It’s certainly getting more and more difficult to find children’s comics in the shops, and I reckon that’s bad news for future generations because I can honestly say that my first experience of reading for pleasure was in the pages of Twinkle, Pixie, et al.

The comics I loved used to have real stories in them. These were girls-own adventures, full of derring and one heck of a lot of do. There was just as much action and humour as in the boys’ comics and it fired my imagination.

I’d devour the Saturday weekly treat and then, inspired, I’d rush off and write and draw my own versions. OK, it wasn’t quite the Brontës, but it was a whole lot better and more creative than playing on a beeping DS all day.

As a child who was lucky enough to grow up in the Golden Age of the 70s, the weekly comic was as much a part of life as Angel Delight, Vesta paella and The Six Million Dollar Man.

I can live without my little boy being raised on every e-number under the sun, and his generation has some fairly good trashy telly of its own, but I am sad that he’ll probably never know the joy of a proper comic.

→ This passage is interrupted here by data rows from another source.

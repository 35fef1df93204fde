use std::str::FromStr;

use thiserror::Error;

/// An environment variable required by the application is not set.
#[derive(Debug, Error)]
#[error("Missing environment variable: {0}")]
pub struct MissingEnvVarError(pub String);

/// An environment variable is set but cannot be parsed into the requested type.
#[derive(Debug, Error)]
#[error("Invalid value for environment variable {name}: {value:?}")]
pub struct InvalidEnvVarError {
    /// Variable name.
    pub name: String,
    /// Raw value that failed to parse.
    pub value: String,
}

/// Reads an environment variable, returning a structured error if it's missing.
///
/// This is a thin wrapper around `std::env::var` that provides a more
/// ergonomic and specific error type for missing variables. Empty values are
/// treated as missing.
///
/// # Arguments
/// * `name` - The name of the environment variable to read.
pub fn get_env_var(name: &str) -> Result<String, MissingEnvVarError> {
    match std::env::var(name) {
        Ok(v) if !v.trim().is_empty() => Ok(v),
        _ => Err(MissingEnvVarError(name.to_string())),
    }
}

/// Reads an optional environment variable (`None` when unset or empty).
pub fn get_env_var_opt(name: &str) -> Option<String> {
    get_env_var(name).ok()
}

/// Reads and parses an optional environment variable.
pub fn parse_env_var<T: FromStr>(name: &str) -> Result<Option<T>, InvalidEnvVarError> {
    match get_env_var_opt(name) {
        None => Ok(None),
        Some(raw) => raw.trim().parse::<T>().map(Some).map_err(|_| InvalidEnvVarError {
            name: name.to_string(),
            value: raw,
        }),
    }
}

/// Loads a `.env` file from the working directory (or its parents) if present.
///
/// Returns the path that was loaded. A missing file is not an error.
pub fn load_dotenv() -> Option<std::path::PathBuf> {
    dotenvy::dotenv().ok()
}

By “proper”, I don’t mean the sort of glossy magazine-type thing that the likes of the Dandy and the Beano slowly morphed into. Or those awful, teen-angst mags such as Jackie, full of fab pix of boy-bands and advice about intimate itching. No, I mean those glorious one- or two-colour paper comics, that cost pennies and took you to weird and wonderful places where goodies were goodies, baddies were baddies and if someone got hit, then the blow went “Thunk!” and people always screamed “Aaagh!” (or, for Look-In readers, “Aaarrrrggh!”).

I honestly believe that if someone had the sense to recreate a Golden Age comic or two, they’d see some decent sales, even if it was just sad old fortysomethings like me buying them, trying to persuade their kids that comics are the gateway to a whole world of art and literature.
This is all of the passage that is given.